[Task to complete] Across the data below, how many lines hold "sorted"? Answer with that number and nothing else.
***
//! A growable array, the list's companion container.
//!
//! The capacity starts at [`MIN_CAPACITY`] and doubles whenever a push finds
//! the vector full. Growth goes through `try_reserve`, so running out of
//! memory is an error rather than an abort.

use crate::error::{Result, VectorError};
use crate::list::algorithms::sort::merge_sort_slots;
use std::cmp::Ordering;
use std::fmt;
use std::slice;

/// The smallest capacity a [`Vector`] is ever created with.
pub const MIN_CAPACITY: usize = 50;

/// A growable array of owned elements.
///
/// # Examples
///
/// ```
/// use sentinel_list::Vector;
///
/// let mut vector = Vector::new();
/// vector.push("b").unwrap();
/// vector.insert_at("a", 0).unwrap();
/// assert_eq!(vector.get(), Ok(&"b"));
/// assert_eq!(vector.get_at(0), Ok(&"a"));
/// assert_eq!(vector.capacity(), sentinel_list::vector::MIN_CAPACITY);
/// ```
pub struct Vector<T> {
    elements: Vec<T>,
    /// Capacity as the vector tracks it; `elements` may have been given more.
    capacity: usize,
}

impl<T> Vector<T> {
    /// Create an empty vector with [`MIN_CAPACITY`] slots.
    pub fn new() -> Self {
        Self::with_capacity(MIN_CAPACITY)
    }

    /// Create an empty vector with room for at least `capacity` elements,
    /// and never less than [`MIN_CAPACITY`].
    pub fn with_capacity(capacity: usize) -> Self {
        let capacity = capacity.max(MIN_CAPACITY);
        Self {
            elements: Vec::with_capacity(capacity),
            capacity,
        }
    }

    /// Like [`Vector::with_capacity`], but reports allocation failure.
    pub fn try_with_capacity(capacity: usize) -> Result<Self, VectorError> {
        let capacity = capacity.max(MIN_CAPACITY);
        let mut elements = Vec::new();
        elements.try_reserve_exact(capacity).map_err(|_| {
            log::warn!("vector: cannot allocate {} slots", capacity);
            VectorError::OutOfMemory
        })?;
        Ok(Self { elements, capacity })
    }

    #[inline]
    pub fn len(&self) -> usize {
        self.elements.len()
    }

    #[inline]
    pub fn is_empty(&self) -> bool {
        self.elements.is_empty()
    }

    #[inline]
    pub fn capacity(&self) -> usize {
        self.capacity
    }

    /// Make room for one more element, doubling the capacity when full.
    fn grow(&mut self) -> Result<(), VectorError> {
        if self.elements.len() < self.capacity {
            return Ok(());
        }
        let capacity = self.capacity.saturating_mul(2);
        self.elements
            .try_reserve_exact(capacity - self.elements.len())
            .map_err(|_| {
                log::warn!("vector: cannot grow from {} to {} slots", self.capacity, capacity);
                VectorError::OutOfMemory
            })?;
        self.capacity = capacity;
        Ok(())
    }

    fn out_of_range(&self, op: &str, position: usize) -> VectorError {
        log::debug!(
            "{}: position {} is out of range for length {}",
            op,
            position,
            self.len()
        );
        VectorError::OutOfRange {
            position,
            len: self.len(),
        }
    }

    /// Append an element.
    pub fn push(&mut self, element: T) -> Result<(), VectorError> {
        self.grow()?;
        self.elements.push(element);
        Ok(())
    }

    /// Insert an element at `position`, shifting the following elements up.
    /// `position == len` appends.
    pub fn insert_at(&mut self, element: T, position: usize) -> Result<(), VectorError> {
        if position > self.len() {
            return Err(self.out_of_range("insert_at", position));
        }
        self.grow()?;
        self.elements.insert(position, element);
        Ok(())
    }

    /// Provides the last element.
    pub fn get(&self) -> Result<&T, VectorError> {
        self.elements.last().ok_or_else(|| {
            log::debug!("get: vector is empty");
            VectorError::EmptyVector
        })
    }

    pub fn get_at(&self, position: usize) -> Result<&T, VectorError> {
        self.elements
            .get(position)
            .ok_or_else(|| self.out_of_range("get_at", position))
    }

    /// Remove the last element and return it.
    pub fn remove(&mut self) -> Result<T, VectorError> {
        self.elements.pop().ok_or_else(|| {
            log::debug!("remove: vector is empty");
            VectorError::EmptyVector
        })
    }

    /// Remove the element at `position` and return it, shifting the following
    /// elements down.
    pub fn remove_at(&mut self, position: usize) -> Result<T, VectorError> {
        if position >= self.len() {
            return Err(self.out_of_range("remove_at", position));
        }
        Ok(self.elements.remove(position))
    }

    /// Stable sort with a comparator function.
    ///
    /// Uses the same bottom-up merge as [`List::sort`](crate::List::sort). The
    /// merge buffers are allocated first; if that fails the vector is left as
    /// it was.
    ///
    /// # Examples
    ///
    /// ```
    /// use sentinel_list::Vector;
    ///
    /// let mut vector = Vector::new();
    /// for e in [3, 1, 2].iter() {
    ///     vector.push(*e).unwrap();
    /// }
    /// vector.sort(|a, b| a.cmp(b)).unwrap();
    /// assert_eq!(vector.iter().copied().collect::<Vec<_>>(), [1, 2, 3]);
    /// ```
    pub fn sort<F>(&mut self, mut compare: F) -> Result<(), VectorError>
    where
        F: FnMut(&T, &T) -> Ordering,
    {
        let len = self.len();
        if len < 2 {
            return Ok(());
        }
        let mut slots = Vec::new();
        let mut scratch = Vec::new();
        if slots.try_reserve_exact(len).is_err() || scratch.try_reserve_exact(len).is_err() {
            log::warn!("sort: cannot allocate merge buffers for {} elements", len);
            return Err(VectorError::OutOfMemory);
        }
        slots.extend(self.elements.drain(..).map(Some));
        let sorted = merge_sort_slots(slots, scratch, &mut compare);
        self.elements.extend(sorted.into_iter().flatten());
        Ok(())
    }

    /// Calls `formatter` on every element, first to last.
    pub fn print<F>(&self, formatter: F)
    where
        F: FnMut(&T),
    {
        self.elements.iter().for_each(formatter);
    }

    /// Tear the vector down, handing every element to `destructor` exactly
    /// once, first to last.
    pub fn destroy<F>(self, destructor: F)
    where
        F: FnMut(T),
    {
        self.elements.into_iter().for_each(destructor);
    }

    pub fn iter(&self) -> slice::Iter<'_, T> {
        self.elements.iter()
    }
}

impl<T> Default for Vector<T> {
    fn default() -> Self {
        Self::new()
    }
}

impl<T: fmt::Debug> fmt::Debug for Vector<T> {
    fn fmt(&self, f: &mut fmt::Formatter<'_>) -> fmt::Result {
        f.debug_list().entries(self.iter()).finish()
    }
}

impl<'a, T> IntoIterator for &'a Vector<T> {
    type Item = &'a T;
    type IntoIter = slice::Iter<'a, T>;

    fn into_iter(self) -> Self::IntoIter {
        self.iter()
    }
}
***
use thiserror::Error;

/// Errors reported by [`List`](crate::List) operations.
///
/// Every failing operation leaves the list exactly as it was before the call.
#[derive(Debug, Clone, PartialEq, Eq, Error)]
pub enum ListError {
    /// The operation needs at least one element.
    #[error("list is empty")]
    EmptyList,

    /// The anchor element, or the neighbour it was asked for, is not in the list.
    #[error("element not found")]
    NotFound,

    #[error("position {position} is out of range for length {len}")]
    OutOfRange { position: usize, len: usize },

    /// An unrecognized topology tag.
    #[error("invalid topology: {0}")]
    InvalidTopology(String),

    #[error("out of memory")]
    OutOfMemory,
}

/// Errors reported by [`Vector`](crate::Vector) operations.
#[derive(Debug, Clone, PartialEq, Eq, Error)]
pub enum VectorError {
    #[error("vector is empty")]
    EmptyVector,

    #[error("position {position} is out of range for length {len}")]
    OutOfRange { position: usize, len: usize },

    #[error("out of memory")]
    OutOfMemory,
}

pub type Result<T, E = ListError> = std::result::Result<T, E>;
***
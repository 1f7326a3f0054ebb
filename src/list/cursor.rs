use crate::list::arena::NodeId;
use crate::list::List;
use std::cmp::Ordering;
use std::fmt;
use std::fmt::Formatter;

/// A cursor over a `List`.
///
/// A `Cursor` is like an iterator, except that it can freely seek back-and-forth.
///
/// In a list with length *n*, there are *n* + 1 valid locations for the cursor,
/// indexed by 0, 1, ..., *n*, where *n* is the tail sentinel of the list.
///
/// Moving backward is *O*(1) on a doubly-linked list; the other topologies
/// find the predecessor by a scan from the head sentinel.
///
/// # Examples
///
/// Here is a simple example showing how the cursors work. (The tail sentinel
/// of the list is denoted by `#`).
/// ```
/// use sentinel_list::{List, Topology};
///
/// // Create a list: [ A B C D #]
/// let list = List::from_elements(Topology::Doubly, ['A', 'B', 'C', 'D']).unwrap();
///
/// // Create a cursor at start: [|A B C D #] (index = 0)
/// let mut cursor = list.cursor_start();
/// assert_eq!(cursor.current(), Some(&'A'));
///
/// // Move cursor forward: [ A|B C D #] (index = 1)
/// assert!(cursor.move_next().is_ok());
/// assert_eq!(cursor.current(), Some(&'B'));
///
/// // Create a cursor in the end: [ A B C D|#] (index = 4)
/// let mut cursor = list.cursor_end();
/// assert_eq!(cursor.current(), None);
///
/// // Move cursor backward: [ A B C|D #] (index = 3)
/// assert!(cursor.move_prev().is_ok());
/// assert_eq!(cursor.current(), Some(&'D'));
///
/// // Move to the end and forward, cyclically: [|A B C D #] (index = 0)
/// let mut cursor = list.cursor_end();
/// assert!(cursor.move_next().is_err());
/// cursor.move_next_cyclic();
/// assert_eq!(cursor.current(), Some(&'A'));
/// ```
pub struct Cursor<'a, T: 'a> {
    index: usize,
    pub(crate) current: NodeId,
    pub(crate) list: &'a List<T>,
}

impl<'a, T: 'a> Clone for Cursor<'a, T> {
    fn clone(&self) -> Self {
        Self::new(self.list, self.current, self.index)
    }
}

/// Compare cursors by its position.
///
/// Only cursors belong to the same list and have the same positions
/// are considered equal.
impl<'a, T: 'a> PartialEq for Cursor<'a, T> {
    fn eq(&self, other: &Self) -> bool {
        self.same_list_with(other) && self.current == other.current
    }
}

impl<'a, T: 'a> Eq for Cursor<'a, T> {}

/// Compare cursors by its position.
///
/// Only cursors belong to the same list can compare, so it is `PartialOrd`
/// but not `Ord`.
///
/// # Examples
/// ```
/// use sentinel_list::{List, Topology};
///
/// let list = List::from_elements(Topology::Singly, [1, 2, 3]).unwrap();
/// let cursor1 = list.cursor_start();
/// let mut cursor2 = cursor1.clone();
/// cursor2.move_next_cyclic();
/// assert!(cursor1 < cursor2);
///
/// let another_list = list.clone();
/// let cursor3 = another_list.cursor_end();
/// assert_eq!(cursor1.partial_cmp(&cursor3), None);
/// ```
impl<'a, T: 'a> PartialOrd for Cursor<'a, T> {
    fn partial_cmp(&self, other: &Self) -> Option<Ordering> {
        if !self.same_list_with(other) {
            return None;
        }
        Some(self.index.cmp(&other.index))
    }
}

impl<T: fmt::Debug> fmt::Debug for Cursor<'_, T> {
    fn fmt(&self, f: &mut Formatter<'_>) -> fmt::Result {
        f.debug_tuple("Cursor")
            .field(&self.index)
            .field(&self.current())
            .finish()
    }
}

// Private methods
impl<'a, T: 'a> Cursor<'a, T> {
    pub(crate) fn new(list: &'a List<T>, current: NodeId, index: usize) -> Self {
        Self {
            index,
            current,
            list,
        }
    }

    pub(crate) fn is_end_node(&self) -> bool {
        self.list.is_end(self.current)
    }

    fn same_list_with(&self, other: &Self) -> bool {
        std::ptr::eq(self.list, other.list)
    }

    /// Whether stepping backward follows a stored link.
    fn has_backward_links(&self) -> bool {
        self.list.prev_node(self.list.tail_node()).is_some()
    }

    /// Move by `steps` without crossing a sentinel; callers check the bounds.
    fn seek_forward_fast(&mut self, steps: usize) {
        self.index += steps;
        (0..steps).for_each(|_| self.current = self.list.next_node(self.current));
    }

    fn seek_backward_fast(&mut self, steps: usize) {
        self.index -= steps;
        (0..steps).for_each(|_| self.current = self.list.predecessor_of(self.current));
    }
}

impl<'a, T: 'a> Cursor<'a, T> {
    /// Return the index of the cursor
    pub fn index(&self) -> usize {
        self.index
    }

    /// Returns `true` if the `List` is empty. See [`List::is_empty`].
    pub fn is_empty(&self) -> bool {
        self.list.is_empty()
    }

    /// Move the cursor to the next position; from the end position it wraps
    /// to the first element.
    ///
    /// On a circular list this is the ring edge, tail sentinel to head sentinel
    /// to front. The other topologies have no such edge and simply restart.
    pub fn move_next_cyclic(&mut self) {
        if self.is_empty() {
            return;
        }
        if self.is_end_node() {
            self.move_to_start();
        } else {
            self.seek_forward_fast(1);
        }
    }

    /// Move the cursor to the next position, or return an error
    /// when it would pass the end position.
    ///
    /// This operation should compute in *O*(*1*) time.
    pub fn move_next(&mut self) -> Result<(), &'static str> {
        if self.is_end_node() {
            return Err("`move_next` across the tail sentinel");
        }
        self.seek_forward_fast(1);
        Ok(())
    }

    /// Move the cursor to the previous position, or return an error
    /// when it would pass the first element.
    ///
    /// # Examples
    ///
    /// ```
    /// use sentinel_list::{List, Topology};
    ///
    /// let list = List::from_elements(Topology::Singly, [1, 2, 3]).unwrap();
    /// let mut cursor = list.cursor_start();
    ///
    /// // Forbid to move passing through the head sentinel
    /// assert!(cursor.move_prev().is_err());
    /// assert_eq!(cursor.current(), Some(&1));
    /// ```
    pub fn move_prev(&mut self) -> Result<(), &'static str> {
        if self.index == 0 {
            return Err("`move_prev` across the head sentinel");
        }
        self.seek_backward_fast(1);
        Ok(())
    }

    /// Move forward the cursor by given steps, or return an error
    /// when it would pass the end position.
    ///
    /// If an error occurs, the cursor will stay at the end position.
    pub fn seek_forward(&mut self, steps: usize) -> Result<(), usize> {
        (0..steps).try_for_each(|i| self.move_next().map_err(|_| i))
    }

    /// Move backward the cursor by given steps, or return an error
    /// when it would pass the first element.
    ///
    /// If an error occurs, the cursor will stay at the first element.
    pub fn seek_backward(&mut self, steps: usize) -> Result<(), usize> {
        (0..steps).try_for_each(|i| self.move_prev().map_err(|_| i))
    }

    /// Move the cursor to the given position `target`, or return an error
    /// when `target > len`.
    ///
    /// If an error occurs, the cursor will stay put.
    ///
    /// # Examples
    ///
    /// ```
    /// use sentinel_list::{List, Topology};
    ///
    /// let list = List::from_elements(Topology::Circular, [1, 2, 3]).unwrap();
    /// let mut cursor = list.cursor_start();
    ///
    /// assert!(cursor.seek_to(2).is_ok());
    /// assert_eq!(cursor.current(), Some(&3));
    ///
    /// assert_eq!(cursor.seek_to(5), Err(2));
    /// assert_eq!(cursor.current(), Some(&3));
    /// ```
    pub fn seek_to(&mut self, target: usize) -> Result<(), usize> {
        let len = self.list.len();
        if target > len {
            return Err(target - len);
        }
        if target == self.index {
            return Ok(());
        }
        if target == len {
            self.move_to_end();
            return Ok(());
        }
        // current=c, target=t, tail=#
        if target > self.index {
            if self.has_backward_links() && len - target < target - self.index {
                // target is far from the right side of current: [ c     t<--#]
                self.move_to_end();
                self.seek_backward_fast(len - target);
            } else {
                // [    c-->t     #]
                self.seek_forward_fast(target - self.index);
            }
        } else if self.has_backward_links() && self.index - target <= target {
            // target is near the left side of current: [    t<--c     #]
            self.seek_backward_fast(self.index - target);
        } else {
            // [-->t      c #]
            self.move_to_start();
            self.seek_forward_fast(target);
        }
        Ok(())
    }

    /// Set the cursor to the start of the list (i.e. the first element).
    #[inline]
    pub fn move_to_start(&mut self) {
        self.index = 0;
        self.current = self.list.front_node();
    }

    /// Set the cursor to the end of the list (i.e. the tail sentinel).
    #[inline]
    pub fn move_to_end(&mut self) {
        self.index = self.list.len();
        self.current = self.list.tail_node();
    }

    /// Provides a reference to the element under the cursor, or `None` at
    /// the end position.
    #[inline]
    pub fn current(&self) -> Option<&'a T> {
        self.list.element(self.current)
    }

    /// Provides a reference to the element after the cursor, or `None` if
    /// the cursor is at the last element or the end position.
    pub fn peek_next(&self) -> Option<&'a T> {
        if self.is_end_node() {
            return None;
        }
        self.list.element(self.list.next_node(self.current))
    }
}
***
[Answer for the task] 2